• **Task description**:
All lines in the data below carrying the string "FormEntry" are to be located and copied.

• **Collected data**:
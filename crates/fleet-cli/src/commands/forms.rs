use serde::Serialize;

use crate::cli::GlobalFlags;
use crate::context::AppContext;
use crate::output::output;

#[derive(Serialize)]
struct FormEntry {
    name: &'static str,
    title: &'static str,
}

/// Handle `flt forms`: list the forms the signed-in user's role may open,
/// in navigation order.
pub async fn handle(ctx: &AppContext, flags: &GlobalFlags) -> anyhow::Result<()> {
    let user = ctx.api.signed_in_user().await?;
    let entries = user
        .role
        .forms()
        .iter()
        .map(|form| FormEntry {
            name: form.as_str(),
            title: form.title(),
        })
        .collect::<Vec<_>>();
    output(&entries, flags.format)
}
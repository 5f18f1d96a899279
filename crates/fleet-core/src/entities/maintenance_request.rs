use chrono::{DateTime, NaiveDate, Utc};
use schemars::JsonSchema;
use serde::{Deserialize, Serialize};

use crate::entities::Keyed;
use crate::errors::CoreError;
use crate::validate;

/// Payload of the vehicle maintenance request form.
#[derive(Debug, Clone, Serialize, Deserialize, JsonSchema, PartialEq, Eq)]
pub struct MaintenanceRequestDraft {
    pub veh_number: String,
    pub filled_by: String,
    pub report_date: NaiveDate,
    pub description_of_problem: String,
    pub mechanic_notes: String,
    pub completed_date: NaiveDate,
    pub mechanic_name: String,
    pub performed_by_user: String,
}

impl MaintenanceRequestDraft {
    /// # Errors
    ///
    /// Returns [`CoreError::Validation`] naming the first failing field.
    pub fn validate(&self) -> Result<(), CoreError> {
        validate::require("veh_number", &self.veh_number)?;
        validate::require("filled_by", &self.filled_by)?;
        validate::require("mechanic_notes", &self.mechanic_notes)?;
        validate::require("description_of_problem", &self.description_of_problem)?;
        validate::require("mechanic_name", &self.mechanic_name)?;
        Ok(())
    }
}

/// A stored vehicle maintenance request record.
#[derive(Debug, Clone, Serialize, Deserialize, JsonSchema, PartialEq, Eq)]
pub struct MaintenanceRequest {
    #[serde(rename = "_id")]
    pub id: String,
    #[serde(rename = "createdAt", default, skip_serializing_if = "Option::is_none")]
    pub created_at: Option<DateTime<Utc>>,
    #[serde(flatten)]
    pub draft: MaintenanceRequestDraft,
}

impl Keyed for MaintenanceRequest {
    fn record_id(&self) -> &str {
        &self.id
    }
}

#[cfg(test)]
mod tests {
    use super::*;

    fn draft() -> MaintenanceRequestDraft {
        MaintenanceRequestDraft {
            veh_number: "GT-5512-19".into(),
            filled_by: "A. Owusu".into(),
            report_date: NaiveDate::from_ymd_opt(2025, 2, 10).unwrap(),
            description_of_problem: "grinding noise when braking".into(),
            mechanic_notes: "front pads worn to backing plate".into(),
            completed_date: NaiveDate::from_ymd_opt(2025, 2, 12).unwrap(),
            mechanic_name: "E. Boateng".into(),
            performed_by_user: "usr_12".into(),
        }
    }

    #[test]
    fn valid_draft_passes() {
        assert!(draft().validate().is_ok());
    }

    #[test]
    fn missing_mechanic_name_fails() {
        let mut d = draft();
        d.mechanic_name.clear();
        assert!(d.validate().is_err());
    }

    #[test]
    fn dates_serialize_as_iso_strings() {
        let json = serde_json::to_value(draft()).unwrap();
        assert_eq!(json["report_date"], "2025-02-10");
        assert_eq!(json["completed_date"], "2025-02-12");
    }
}
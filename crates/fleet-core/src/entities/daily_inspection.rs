use chrono::{DateTime, NaiveDate, Utc};
use schemars::JsonSchema;
use serde::{Deserialize, Serialize};

use crate::entities::Keyed;
use crate::errors::CoreError;
use crate::validate;

/// One inspected item. `status` is 1 for passed, 0 for defective.
#[derive(Debug, Clone, Serialize, Deserialize, JsonSchema, PartialEq, Eq)]
pub struct InspectionItem {
    pub item: String,
    pub status: u8,
}

/// Payload of the daily inspection form. Items are grouped by vehicle area
/// exactly as the paper form lays them out.
#[derive(Debug, Clone, Serialize, Deserialize, JsonSchema, PartialEq, Eq)]
pub struct DailyInspectionDraft {
    pub date: NaiveDate,
    pub driver_name: String,
    pub total_mileage: u32,
    pub general_items: Vec<InspectionItem>,
    pub driver_area_items: Vec<InspectionItem>,
    pub front_rare_items: Vec<InspectionItem>,
    pub performed_by_user: String,
}

impl DailyInspectionDraft {
    /// # Errors
    ///
    /// Returns [`CoreError::Validation`] naming the first failing field. At
    /// least one item group must be filled in.
    pub fn validate(&self) -> Result<(), CoreError> {
        validate::require("driver_name", &self.driver_name)?;
        validate::require_positive("total_mileage", f64::from(self.total_mileage))?;
        if self.general_items.is_empty()
            && self.driver_area_items.is_empty()
            && self.front_rare_items.is_empty()
        {
            return Err(CoreError::Validation(
                "at least one inspection item is required".into(),
            ));
        }
        for entry in self
            .general_items
            .iter()
            .chain(&self.driver_area_items)
            .chain(&self.front_rare_items)
        {
            validate::require("inspection item name", &entry.item)?;
            validate::require_status_code(&entry.item, entry.status)?;
        }
        Ok(())
    }
}

/// A stored daily inspection record.
#[derive(Debug, Clone, Serialize, Deserialize, JsonSchema, PartialEq, Eq)]
pub struct DailyInspection {
    #[serde(rename = "_id")]
    pub id: String,
    #[serde(rename = "createdAt", default, skip_serializing_if = "Option::is_none")]
    pub created_at: Option<DateTime<Utc>>,
    #[serde(flatten)]
    pub draft: DailyInspectionDraft,
}

impl Keyed for DailyInspection {
    fn record_id(&self) -> &str {
        &self.id
    }
}

#[cfg(test)]
mod tests {
    use crate::enums::{ITEM_NOT_OK, ITEM_OK};

    use super::*;

    fn draft() -> DailyInspectionDraft {
        DailyInspectionDraft {
            date: NaiveDate::from_ymd_opt(2025, 3, 4).unwrap(),
            driver_name: "A. Owusu".into(),
            total_mileage: 45_790,
            general_items: vec![InspectionItem {
                item: "horn".into(),
                status: ITEM_OK,
            }],
            driver_area_items: vec![InspectionItem {
                item: "seat belt".into(),
                status: ITEM_NOT_OK,
            }],
            front_rare_items: vec![],
            performed_by_user: "usr_12".into(),
        }
    }

    #[test]
    fn valid_draft_passes() {
        assert!(draft().validate().is_ok());
    }

    #[test]
    fn all_groups_empty_fails() {
        let mut d = draft();
        d.general_items.clear();
        d.driver_area_items.clear();
        let err = d.validate().unwrap_err();
        assert!(err.to_string().contains("at least one inspection item"));
    }

    #[test]
    fn item_groups_keep_wire_names() {
        let json = serde_json::to_value(draft()).unwrap();
        assert!(json.get("general_items").is_some());
        assert!(json.get("driver_area_items").is_some());
        assert!(json.get("front_rare_items").is_some());
    }
}
use chrono::NaiveDate;

use fleet_core::entities::{
    ActivityReportDraft, ApprovedBy, ChecklistItem, DailyInspectionDraft, InspectionItem,
    MonthlyChecklistDraft, SITE_INSPECTION_CATALOG, SiteInspectionItem, SiteReportDraft, TaskItem,
};
use fleet_core::enums::{ITEM_OK, TaskStatus};

use crate::cli::GlobalFlags;
use crate::cli::root_commands::TemplateArgs;
use crate::output::output;

const TEMPLATED_FORMS: &[&str] = &[
    "monthly_checklist",
    "daily_inspection",
    "activity_report",
    "site_report",
];

/// Handle `flt template`: print a starter JSON payload for a file-based form.
///
/// The starter is a valid draft shape with today's date and item rows already
/// laid out; edit it and pass it back with `--file`. `performed_by_user` is
/// filled in from the signed-in user on submit, so it can stay empty here.
pub fn handle(args: &TemplateArgs, flags: &GlobalFlags) -> anyhow::Result<()> {
    let today = chrono::Utc::now().date_naive();

    match args.form.as_str() {
        "monthly_checklist" => output(&monthly_checklist(today), flags.format),
        "daily_inspection" => output(&daily_inspection(today), flags.format),
        "activity_report" => output(&activity_report(today), flags.format),
        "site_report" => output(&site_report(today), flags.format),
        other => anyhow::bail!(
            "no template for '{other}' (expected one of: {}; the flag-based forms take their \
             fields on the command line)",
            TEMPLATED_FORMS.join(", ")
        ),
    }
}

fn monthly_checklist(today: NaiveDate) -> MonthlyChecklistDraft {
    let items = [
        "engine oil level",
        "coolant level",
        "brake fluid level",
        "power steering fluid",
        "battery terminals",
        "belts and hoses",
        "tire pressure and tread",
        "lights and indicators",
        "wiper blades",
        "horn",
    ];
    MonthlyChecklistDraft {
        veh_name: String::new(),
        date: today,
        checked_by: String::new(),
        current_mileage: 0,
        date_of_last_oil_change: today,
        date_of_last_oil_filter_change: today,
        date_of_last_air_filter_change: today,
        date_of_carbin_filter_change: today,
        date_engine_tune_up: today,
        mileage_of_last_oil_change: 0,
        mileage_of_last_air_filter_change: 0,
        mileage_of_last_tire_rotation: 0,
        checklist_items: items
            .iter()
            .map(|item| ChecklistItem {
                item: (*item).to_string(),
                status: ITEM_OK,
                remark: String::new(),
            })
            .collect(),
        performed_by_user: String::new(),
    }
}

fn daily_inspection(today: NaiveDate) -> DailyInspectionDraft {
    let group = |names: &[&str]| {
        names
            .iter()
            .map(|item| InspectionItem {
                item: (*item).to_string(),
                status: ITEM_OK,
            })
            .collect::<Vec<_>>()
    };
    DailyInspectionDraft {
        date: today,
        driver_name: String::new(),
        total_mileage: 0,
        general_items: group(&["horn", "mirrors", "windshield and wipers", "body damage"]),
        driver_area_items: group(&["seat belt", "gauges and warning lights", "parking brake"]),
        front_rare_items: group(&["headlights", "tail lights", "tires", "reflectors"]),
        performed_by_user: String::new(),
    }
}

fn activity_report(today: NaiveDate) -> ActivityReportDraft {
    ActivityReportDraft {
        performed_by_user: String::new(),
        employee_name: String::new(),
        department: String::new(),
        designation: String::new(),
        supervisor: String::new(),
        date_of_reporting: today,
        week: String::new(),
        task_items: vec![TaskItem {
            description: String::new(),
            responsibility_delegate: String::new(),
            status: TaskStatus::Ongoing,
            challenges: String::new(),
            recovery_plan: String::new(),
            comment_remark: String::new(),
            approved_by: vec![ApprovedBy {
                approval_name: String::new(),
                designation: String::new(),
            }],
        }],
    }
}

fn site_report(today: NaiveDate) -> SiteReportDraft {
    SiteReportDraft {
        veh_number: String::new(),
        date: today,
        current_mileage: 0,
        checked_by: String::new(),
        date_of_last_oil_change: today,
        date_of_last_air_filter_change: today,
        date_of_last_cabin_filter_change: today,
        date_of_last_oil_filter_change: today,
        date_of_last_engine_tune_up: today,
        mileage_of_last_oil_change: 0,
        mileage_of_last_air_filter_change: 0,
        mileage_of_last_tire_rotation: 0,
        inspection_items: SITE_INSPECTION_CATALOG
            .iter()
            .map(|item| SiteInspectionItem {
                item: (*item).to_string(),
                status: ITEM_OK,
                remark: String::new(),
            })
            .collect(),
        performed_by_user: String::new(),
    }
}

#[cfg(test)]
mod tests {
    use chrono::NaiveDate;
    use fleet_core::entities::SITE_INSPECTION_CATALOG;

    fn today() -> NaiveDate {
        NaiveDate::from_ymd_opt(2025, 3, 4).unwrap()
    }

    #[test]
    fn site_report_template_carries_full_catalog() {
        let draft = super::site_report(today());
        assert_eq!(draft.inspection_items.len(), SITE_INSPECTION_CATALOG.len());
        assert!(draft.inspection_items.iter().all(|item| item.status == 1));
    }

    #[test]
    fn checklist_template_rows_are_editable_defaults() {
        let draft = super::monthly_checklist(today());
        assert!(!draft.checklist_items.is_empty());
        assert!(draft.checklist_items.iter().all(|row| row.remark.is_empty()));
    }

    #[test]
    fn inspection_template_fills_all_three_groups() {
        let draft = super::daily_inspection(today());
        assert!(!draft.general_items.is_empty());
        assert!(!draft.driver_area_items.is_empty());
        assert!(!draft.front_rare_items.is_empty());
    }

    #[test]
    fn activity_template_has_one_starter_task() {
        let draft = super::activity_report(today());
        assert_eq!(draft.task_items.len(), 1);
        assert_eq!(draft.task_items[0].approved_by.len(), 1);
    }

    #[test]
    fn templates_round_trip_through_json() {
        let json = serde_json::to_string(&super::site_report(today())).unwrap();
        let back: fleet_core::entities::SiteReportDraft = serde_json::from_str(&json).unwrap();
        assert_eq!(back.inspection_items.len(), SITE_INSPECTION_CATALOG.len());
    }
}
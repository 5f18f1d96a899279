//! Daily vehicle inspection endpoints.

use fleet_core::entities::{DailyInspection, DailyInspectionDraft};

use crate::{ApiClient, error::ApiError};

impl ApiClient {
    /// Submit a new daily inspection.
    ///
    /// # Errors
    ///
    /// Returns [`ApiError`] if the request fails or the backend rejects the
    /// payload.
    pub async fn create_daily_inspection(
        &self,
        draft: &DailyInspectionDraft,
    ) -> Result<DailyInspection, ApiError> {
        self.post_data("/daily-inspection/create_daily_inspection", draft)
            .await
    }

    /// Fetch a single daily inspection by id.
    ///
    /// # Errors
    ///
    /// Returns [`ApiError`] if the request fails or no record matches `id`.
    pub async fn get_daily_inspection(&self, id: &str) -> Result<DailyInspection, ApiError> {
        self.get_data(&format!(
            "/daily-inspection/get_daily_inspection/{}",
            urlencoding::encode(id)
        ))
        .await
    }

    /// Fetch every daily inspection.
    ///
    /// # Errors
    ///
    /// Returns [`ApiError`] if the request fails.
    pub async fn list_daily_inspections(&self) -> Result<Vec<DailyInspection>, ApiError> {
        self.get_data("/daily-inspection/get_daily_inspection")
            .await
    }

    /// Replace the daily inspection at `id` with `draft`.
    ///
    /// # Errors
    ///
    /// Returns [`ApiError`] if the request fails or the backend rejects the
    /// payload.
    pub async fn update_daily_inspection(
        &self,
        id: &str,
        draft: &DailyInspectionDraft,
    ) -> Result<DailyInspection, ApiError> {
        self.put_data(
            &format!(
                "/daily-inspection/update_daily_inspection/{}",
                urlencoding::encode(id)
            ),
            draft,
        )
        .await
    }

    /// Delete the daily inspection at `id`, resolving to the deleted id.
    ///
    /// # Errors
    ///
    /// Returns [`ApiError`] if the request fails.
    pub async fn delete_daily_inspection(&self, id: &str) -> Result<String, ApiError> {
        self.delete_record(&format!(
            "/daily-inspection/delete_daily_inspection/{}",
            urlencoding::encode(id)
        ))
        .await?;
        Ok(id.to_string())
    }
}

• **Answer space**:
struct FormEntry {
        .map(|form| FormEntry {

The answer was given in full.